Ty Keough

Personal information
- Full name: William Keough
- Date of birth: December 19, 1956 (age 69)
- Place of birth: St. Louis, Missouri, United States
- Height: 6 ft 0 in (1.83 m)
- Position: Midfielder

College career
- Years: Team / Apps / (Gls)
- 1975–1978: Saint Louis Billikens

Senior career*
- Years: Team / Apps / (Gls)
- 1978–1979: Cincinnati Kids (indoor) / 23 / (13)
- 1979–1982: San Diego Sockers / 92 / (0)
- 1979–1985: St. Louis Steamers (indoor) / 196 / (45)
- 1985–1986: Kansas City Comets (indoor) / 41 / (2)

International career
- 1979–1980: United States / 8 / (0)

Managerial career
- 1986–1997: Washington Bears

= Ty Keough =

American soccer player (born 1956)

William “Ty” Keough (born December 19, 1956, in St. Louis, Missouri) is an American former professional soccer player and coach who has served as a soccer broadcaster for several networks. He earned eight caps with the U.S. national team in 1979 and 1980. He was a member of the U.S. Olympic soccer team which qualified for the 1980 Summer Olympics. However, he did not attend the tournament as the U.S. boycotted those games.

==Youth==
Keough is the son of U.S. soccer legend Harry Keough, a member of the U.S. team at the 1950 FIFA World Cup. His father later entered coaching and Keough benefited from his father's instruction, developing into an excellent midfielder. Keough attended St. Louis University High School, graduating in 1975.^{} After graduating from high school, he entered St. Louis University where he played on the men's soccer team, coached by his father from 1975 to 1978. During his four seasons with the Billikens, Keough was a four-time All-American, first team in 1976 and 1978, and honorable mention (third team) in 1975 and 1977.

==Playing career==
The San Diego Sockers of the North American Soccer League (NASL) selected Keough in the 1979 draft and he spent four seasons with the Sockers. While still with the Sockers, Keough also played with the St. Louis Steamers in the Major Indoor Soccer League (MISL) from 1980 to 1985. In 1985, the Steamers traded him to the Kansas City Comets where he spent a single season before retiring from playing professionally.

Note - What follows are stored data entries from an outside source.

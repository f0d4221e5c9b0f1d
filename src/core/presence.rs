// src/core/presence.rs

//! Presence state: the local user's record ("me") and the per-actor view of
//! every peer ("others").

use crate::core::protocol::JsonObject;
use serde::Serialize;
use serde_json::Value;
use std::collections::HashMap;

/// The local user's presence record.
///
/// A patch is a shallow merge; a `null` value removes the key. `patch`
/// returns the reverse delta (the prior value of every affected key, `null`
/// for keys that were absent), which is what the history engine stores.
#[derive(Debug, Default)]
pub struct MyPresence {
    data: JsonObject,
}

impl MyPresence {
    pub fn new(initial: JsonObject) -> Self {
        Self { data: initial }
    }

    pub fn snapshot(&self) -> JsonObject {
        self.data.clone()
    }

    pub fn patch(&mut self, delta: &JsonObject) -> JsonObject {
        let mut reverse = JsonObject::new();
        for (key, value) in delta {
            let old = if value.is_null() {
                self.data.shift_remove(key)
            } else {
                self.data.insert(key.clone(), value.clone())
            };
            reverse.insert(key.clone(), old.unwrap_or(Value::Null));
        }
        reverse
    }
}

/// Connection metadata for one peer, learned from `USER_JOINED`/`ROOM_STATE`.
#[derive(Debug, Clone, PartialEq)]
pub struct ConnectionMeta {
    pub connection_id: i32,
    pub user_id: Option<String>,
    pub user_info: Option<Value>,
    pub is_read_only: bool,
}

/// A fully visible peer: connection metadata plus presence.
#[derive(Debug, Clone, PartialEq, Serialize)]
pub struct User {
    #[serde(rename = "connectionId")]
    pub connection_id: i32,
    pub id: Option<String>,
    pub info: Option<Value>,
    pub presence: JsonObject,
    #[serde(rename = "isReadOnly")]
    pub is_read_only: bool,
}

#[derive(Debug, Default)]
struct OtherEntry {
    connection: Option<ConnectionMeta>,
    presence: Option<JsonObject>,
}

/// The per-actor map of peers. A peer is *visible* iff both connection
/// metadata and presence are known; only visible peers appear in the
/// projection handed to the host.
#[derive(Debug, Default)]
pub struct Others {
    entries: HashMap<i32, OtherEntry>,
    /// Lazily rebuilt projection of visible users, invalidated by any mutation.
    visible_cache: Option<Vec<User>>,
}

impl Others {
    pub fn new() -> Self {
        Default::default()
    }

    pub fn set_connection(&mut self, meta: ConnectionMeta) {
        self.visible_cache = None;
        let connection_id = meta.connection_id;
        self.entries.entry(connection_id).or_default().connection = Some(meta);
    }

    /// Replaces a peer's presence wholesale (a keyframe).
    pub fn set_presence(&mut self, actor: i32, presence: JsonObject) {
        self.visible_cache = None;
        self.entries.entry(actor).or_default().presence = Some(presence);
    }

    /// Shallow-merges a presence patch; `null` values remove keys. Creates
    /// the presence record if the peer had none yet.
    pub fn patch_presence(&mut self, actor: i32, delta: &JsonObject) {
        self.visible_cache = None;
        let presence = self
            .entries
            .entry(actor)
            .or_default()
            .presence
            .get_or_insert_with(JsonObject::new);
        for (key, value) in delta {
            if value.is_null() {
                presence.shift_remove(key);
            } else {
                presence.insert(key.clone(), value.clone());
            }
        }
    }

    pub fn remove(&mut self, actor: i32) {
        self.visible_cache = None;
        self.entries.remove(&actor);
    }

    /// Drops every peer not in `keep`.
    pub fn retain_actors(&mut self, keep: &[i32]) {
        self.visible_cache = None;
        self.entries.retain(|actor, _| keep.contains(actor));
    }

    pub fn clear(&mut self) {
        self.visible_cache = None;
        self.entries.clear();
    }

    pub fn has_connection(&self, actor: i32) -> bool {
        self.entries
            .get(&actor)
            .is_some_and(|e| e.connection.is_some())
    }

    pub fn has_presence(&self, actor: i32) -> bool {
        self.entries
            .get(&actor)
            .is_some_and(|e| e.presence.is_some())
    }

    pub fn is_visible(&self, actor: i32) -> bool {
        self.has_connection(actor) && self.has_presence(actor)
    }

    /// Snapshot of one peer, if visible.
    pub fn user(&self, actor: i32) -> Option<User> {
        let entry = self.entries.get(&actor)?;
        let connection = entry.connection.as_ref()?;
        let presence = entry.presence.as_ref()?;
        Some(User {
            connection_id: connection.connection_id,
            id: connection.user_id.clone(),
            info: connection.user_info.clone(),
            presence: presence.clone(),
            is_read_only: connection.is_read_only,
        })
    }

    /// The visible-users projection, ordered by connection id.
    pub fn visible_users(&mut self) -> Vec<User> {
        if self.visible_cache.is_none() {
            let mut users: Vec<User> = self
                .entries
                .keys()
                .copied()
                .filter_map(|actor| self.user(actor))
                .collect();
            users.sort_by_key(|u| u.connection_id);
            self.visible_cache = Some(users);
        }
        self.visible_cache.clone().unwrap_or_default()
    }
}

==National and Olympic teams==
In 1979, Keough entered the national team. His first cap came in a February 3, 1979, loss to the Soviet Union. He also began playing for the U.S. Olympic team as it began qualification for the 1980 Summer Olympics to be held in Moscow. Qualifications continued into 1980 and the U.S. ultimately qualified for the games, its first qualification since the 1972 Summer Olympics. However, President Jimmy Carter declared that the United States would boycott the games after the Soviet Union invaded Afghanistan. Despite this disappointment, Keough continued to play for the senior team through the rest of the year. His last game with the team came in a November 9, 1980, loss to Mexico. Over his two years with the national team, he earned eight caps.

==Coaching==
After retiring from playing, Keough entered the coaching ranks with Washington University in his hometown of St. Louis. He succeeded Joe Carenza Jr., in 1986. Over the next eleven seasons, he compiled a 136–47–17 record before resigning in 1997 to devote his time to his broadcast career.^{} While no longer coaching at the university level, Keough remains in coaching as part of the staff of the Northwest Soccer Camp.

==Broadcast career==
While coaching with Washington University, Keough entered the broadcast career field. From 1990 until 2002, Keough covered four World Cups for TNT, ESPN and ABC.